Review of Taxi

Taxi (1931)
A Snapshot of a Place and Time**SPOILERS**
19 July 2002
Warning: Spoilers
After years as a James Cagney fan, I finally saw Taxi on TCM. I liked it, but my viewing experienced was influenced by how our culture has finally learned, during the seventy years since this movie was made, to challenge, not accept, physical and verbal abuse between men and women.
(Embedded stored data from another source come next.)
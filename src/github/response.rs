use chrono::{DateTime, Utc};
use serde::{Deserialize, Serialize};

#[derive(Debug, Serialize)]
pub struct GraphQlRequest<'a> {
    pub query: &'a str,
    pub variables: Variables<'a>,
}

#[derive(Debug, Serialize)]
pub struct Variables<'a> {
    pub owner: &'a str,
    pub name: &'a str,
    pub since: &'a str,
}

/// GraphQL response envelope. Every level of the data path is optional:
/// a missing repository, default branch, or history degrades to an empty
/// commit list rather than a deserialization failure.
#[derive(Debug, Deserialize)]
pub struct GraphQlResponse {
    pub data: Option<ResponseData>,
    pub errors: Option<Vec<GraphQlError>>,
}

#[derive(Debug, Deserialize)]
pub struct GraphQlError {
    pub message: Option<String>,
}

#[derive(Debug, Deserialize)]
pub struct ResponseData {
    pub repository: Option<Repository>,
}

#[derive(Debug, Deserialize)]
pub struct Repository {
    #[serde(rename = "defaultBranchRef")]
    pub default_branch_ref: Option<DefaultBranchRef>,
}

#[derive(Debug, Deserialize)]
pub struct DefaultBranchRef {
    pub target: Option<Target>,
}

#[derive(Debug, Deserialize)]
pub struct Target {
    pub history: Option<History>,
}

#[derive(Debug, Deserialize)]
pub struct History {
    pub edges: Option<Vec<Option<Edge>>>,
}

#[derive(Debug, Deserialize)]
pub struct Edge {
    pub node: Option<CommitNode>,
}

#[derive(Debug, Deserialize)]
pub struct CommitNode {
    #[serde(rename = "committedDate")]
    pub committed_date: Option<DateTime<Utc>>,
}

impl GraphQlResponse {
    pub fn has_errors(&self) -> bool {
        self.errors.as_ref().is_some_and(|e| !e.is_empty())
    }

    /// Message of the first upstream error, if the server provided one.
    pub fn first_error_message(&self) -> Option<String> {
        self.errors
            .as_ref()
            .and_then(|errors| errors.first())
            .and_then(|error| error.message.clone())
    }

    /// Walk the data path and collect commit timestamps, skipping any
    /// null link along the way.
    pub fn commit_dates(self) -> Vec<DateTime<Utc>> {
        self.data
            .and_then(|data| data.repository)
            .and_then(|repo| repo.default_branch_ref)
            .and_then(|branch| branch.target)
            .and_then(|target| target.history)
            .and_then(|history| history.edges)
            .unwrap_or_default()
            .into_iter()
            .flatten()
            .filter_map(|edge| edge.node)
            .filter_map(|node| node.committed_date)
            .collect()
    }
}
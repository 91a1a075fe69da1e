use super::grid::{layout_weeks, month_spans};
use crate::error::Result;
use crate::model::Activity;
use crate::theme::{ansi256, ThemeMode};
use crate::view::RenderPlan;
use chrono::NaiveDate;
use console::style;

const CELL: &str = "■ ";
const DAY_GUTTER: &str = "    ";

pub fn output_json(plan: &RenderPlan) -> Result<()> {
    println!("{}", serde_json::to_string_pretty(plan)?);
    Ok(())
}

pub fn output_ndjson(activities: &[Activity]) -> Result<()> {
    for activity in activities {
        println!("{}", serde_json::to_string(activity)?);
    }
    Ok(())
}

/// Render the contribution grid: month header, Sunday-first week columns
/// with Mon/Wed/Fri gutter labels, total line, and the level legend.
pub fn output_grid(
    plan: &RenderPlan,
    mode: ThemeMode,
    since: NaiveDate,
    until: NaiveDate,
) -> Result<()> {
    let weeks = layout_weeks(&plan.activities, since, until);
    if weeks.is_empty() {
        println!("No data to display");
        return Ok(());
    }

    let mut header = vec![b' '; weeks.len() * 2];
    for (column, label) in month_spans(&weeks) {
        let start = column * 2;
        for (i, byte) in label.bytes().enumerate() {
            if start + i < header.len() {
                header[start + i] = byte;
            }
        }
    }
    println!("{DAY_GUTTER}{}", String::from_utf8_lossy(&header));

    for slot in 0..7 {
        let gutter = match slot {
            1 => "Mon ",
            3 => "Wed ",
            5 => "Fri ",
            _ => DAY_GUTTER,
        };
        let mut line = String::new();
        for week in &weeks {
            match week[slot] {
                Some(day) => {
                    let color = ansi256(plan.theme.rgb(day.level, mode));
                    line.push_str(&style(CELL).color256(color).to_string());
                }
                None => line.push_str("  "),
            }
        }
        println!("{gutter}{line}");
    }

    if let Some(label) = &plan.total_label {
        println!();
        println!("{}", style(label).bold());
    }

    let mut legend = String::new();
    for level in 0..=plan.max_level {
        let color = ansi256(plan.theme.rgb(level, mode));
        legend.push_str(&style(CELL).color256(color).to_string());
    }
    println!("{} {}{}", style("Less").dim(), legend, style("More").dim());

    Ok(())
}
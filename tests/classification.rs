use chrono::{DateTime, NaiveDate, Utc};
use ghmap::calendar::{
    build_calendar, display_range, flatten_days, group_by_day, layout_weeks, level, month_spans,
    since_day,
};
use ghmap::model::Year;
use pretty_assertions::assert_eq;
use std::collections::BTreeMap;

fn date(y: i32, m: u32, d: u32) -> NaiveDate {
    NaiveDate::from_ymd_opt(y, m, d).unwrap()
}

fn ts(s: &str) -> DateTime<Utc> {
    s.parse().unwrap()
}

#[test]
fn level_step_function_boundaries() {
    assert_eq!(level(0), 0);
    assert_eq!(level(1), 1);
    assert_eq!(level(2), 1);
    assert_eq!(level(3), 2);
    assert_eq!(level(4), 2);
    assert_eq!(level(5), 3);
    assert_eq!(level(9), 3);
    assert_eq!(level(10), 4);
    assert_eq!(level(100), 4);
}

#[test]
fn grouping_counts_commits_per_day() {
    let timestamps = [
        ts("2024-01-01T10:00:00Z"),
        ts("2024-01-01T23:00:00Z"),
        ts("2024-01-02T00:00:00Z"),
    ];

    let grouped = group_by_day(&timestamps);
    let expected: BTreeMap<NaiveDate, u32> =
        [(date(2024, 1, 1), 2), (date(2024, 1, 2), 1)].into_iter().collect();
    assert_eq!(grouped, expected);

    let data = build_calendar(&timestamps, Year::Literal(2024), date(2024, 6, 1));
    assert_eq!(data.contributions.len(), 2);
    assert_eq!(data.contributions[0].date, date(2024, 1, 1));
    assert_eq!(data.contributions[0].count, 2);
    assert_eq!(data.contributions[0].level, 1);
    assert_eq!(data.contributions[1].count, 1);
    assert_eq!(data.contributions[1].level, 1);
    assert_eq!(data.total.get(&2024), Some(&3));
}

#[test]
fn grouping_is_idempotent() {
    let timestamps = [
        ts("2024-03-01T01:00:00Z"),
        ts("2024-03-01T02:00:00Z"),
        ts("2024-03-01T03:00:00Z"),
        ts("2024-03-05T12:00:00Z"),
        ts("2024-04-09T23:59:59Z"),
    ];
    let grouped = group_by_day(&timestamps);

    let regrouped_input: Vec<DateTime<Utc>> = grouped
        .iter()
        .flat_map(|(day, count)| {
            std::iter::repeat(day.and_hms_opt(0, 0, 0).unwrap().and_utc()).take(*count as usize)
        })
        .collect();

    assert_eq!(group_by_day(&regrouped_input), grouped);
}

#[test]
fn empty_commit_list_yields_zero_total() {
    let data = build_calendar(&[], Year::Literal(2023), date(2026, 8, 6));
    assert!(data.contributions.is_empty());
    assert_eq!(data.total.get(&2023), Some(&0));

    let data = build_calendar(&[], Year::Last, date(2026, 8, 6));
    assert_eq!(data.total.get(&2026), Some(&0));
}

#[test]
fn literal_year_boundary_is_january_first() {
    // Independent of the current date.
    assert_eq!(since_day(Year::Literal(2021), date(2026, 8, 6)).unwrap(), date(2021, 1, 1));
    assert_eq!(since_day(Year::Literal(2021), date(2021, 12, 31)).unwrap(), date(2021, 1, 1));
}

#[test]
fn rolling_boundary_is_twelve_months_back() {
    assert_eq!(since_day(Year::Last, date(2024, 3, 15)).unwrap(), date(2023, 3, 15));
    // Leap day clamps to the end of February.
    assert_eq!(since_day(Year::Last, date(2024, 2, 29)).unwrap(), date(2023, 2, 28));
}

#[test]
fn display_range_covers_the_selected_year() {
    let (since, until) = display_range(Year::Literal(2023), date(2026, 8, 6)).unwrap();
    assert_eq!(since, date(2023, 1, 1));
    assert_eq!(until, date(2023, 12, 31));

    let (since, until) = display_range(Year::Last, date(2026, 8, 6)).unwrap();
    assert_eq!(since, date(2025, 8, 6));
    assert_eq!(until, date(2026, 8, 6));
}

#[test]
fn layout_fills_every_day_in_range() {
    let timestamps = [ts("2024-01-10T08:00:00Z")];
    let data = build_calendar(&timestamps, Year::Literal(2024), date(2024, 6, 1));

    let since = date(2024, 1, 1);
    let until = date(2024, 1, 31);
    let weeks = layout_weeks(&data.contributions, since, until);
    let days = flatten_days(&weeks);

    assert_eq!(days.len(), 31);
    assert_eq!(days.first().unwrap().date, since);
    assert_eq!(days.last().unwrap().date, until);

    let active = days.iter().find(|d| d.date == date(2024, 1, 10)).unwrap();
    assert_eq!(active.count, 1);
    assert_eq!(active.level, 1);
    assert!(days.iter().filter(|d| d.date != active.date).all(|d| d.count == 0 && d.level == 0));

    // Every cell sits in its weekday slot.
    for week in &weeks {
        for (slot, cell) in week.iter().enumerate() {
            if let Some(day) = cell {
                assert_eq!(day.date.format("%w").to_string(), slot.to_string());
            }
        }
    }
}

#[test]
fn month_labels_start_at_month_boundaries() {
    let weeks = layout_weeks(&[], date(2024, 1, 1), date(2024, 3, 31));
    let spans = month_spans(&weeks);

    assert_eq!(spans.first().unwrap(), &(0, "Jan".to_string()));
    let labels: Vec<&str> = spans.iter().map(|(_, label)| label.as_str()).collect();
    assert_eq!(labels, ["Jan", "Feb", "Mar"]);
}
So, although James Cagney was as bracing as ever, Loretta Young sympathetic and beautiful and the evocation of the street life of New York City of the early Depression Years quite energizing, it was difficult to watch Cagney's treatment of Young, which didn't differ at all from his treatment of everyone. In fact, his inability to control his temper was the true theme of the film, ostensibly about a turf war between cab companies. It started with his verbal taunts of violence toward Young the morning after a cabbie meeting, at which Young preached love, not war, to the outrage of Cagney. This arguement ended with Young slapping Cagney. Next, inexplicably, they are shown well into a dating relationship that alternates between treacly sweetness, and, on a dime, all-out displays of his temper. Entertaining scenes of double-dating with their sidekicks at the hot spots of the time follow, culminating at a dance contest. (The relationship between their friends is not much better. She orders him around; he minimizes and discounts her desirability to him.) Cagney is shown pushing his love interest away, completely out of the frame, as he embarks on a fist fight with the male half of the couple who won the dance contest.

It comes as no surprise that, after their marriage, Cagney slaps Young on the face when he discovers she tried to buy peace by lending money to the girlfriend of the man who killed his brother (so he can get out of town so Cagney can't kill him and make her a wife of a murderer!). Although Young speaks out against his mistreatment of other people, she never reacts after his mistreatment of her. In between violent outbursts, they sweetly and sentimentally embrace. Even so, at the end, when she is preparing to leave him, he enters the apartment expecting her to enthusiastically take him back. She embarasses him by hesitating for quite a while before doing so.

Of course, Cagney's charisma is such that you can't take your eyes off him. You get the impression that Warner's had to invent cinematic techniques just to keep up with him. But the script's implicit acceptance of his character's entitlement to violence toward his wife was unsettling to me.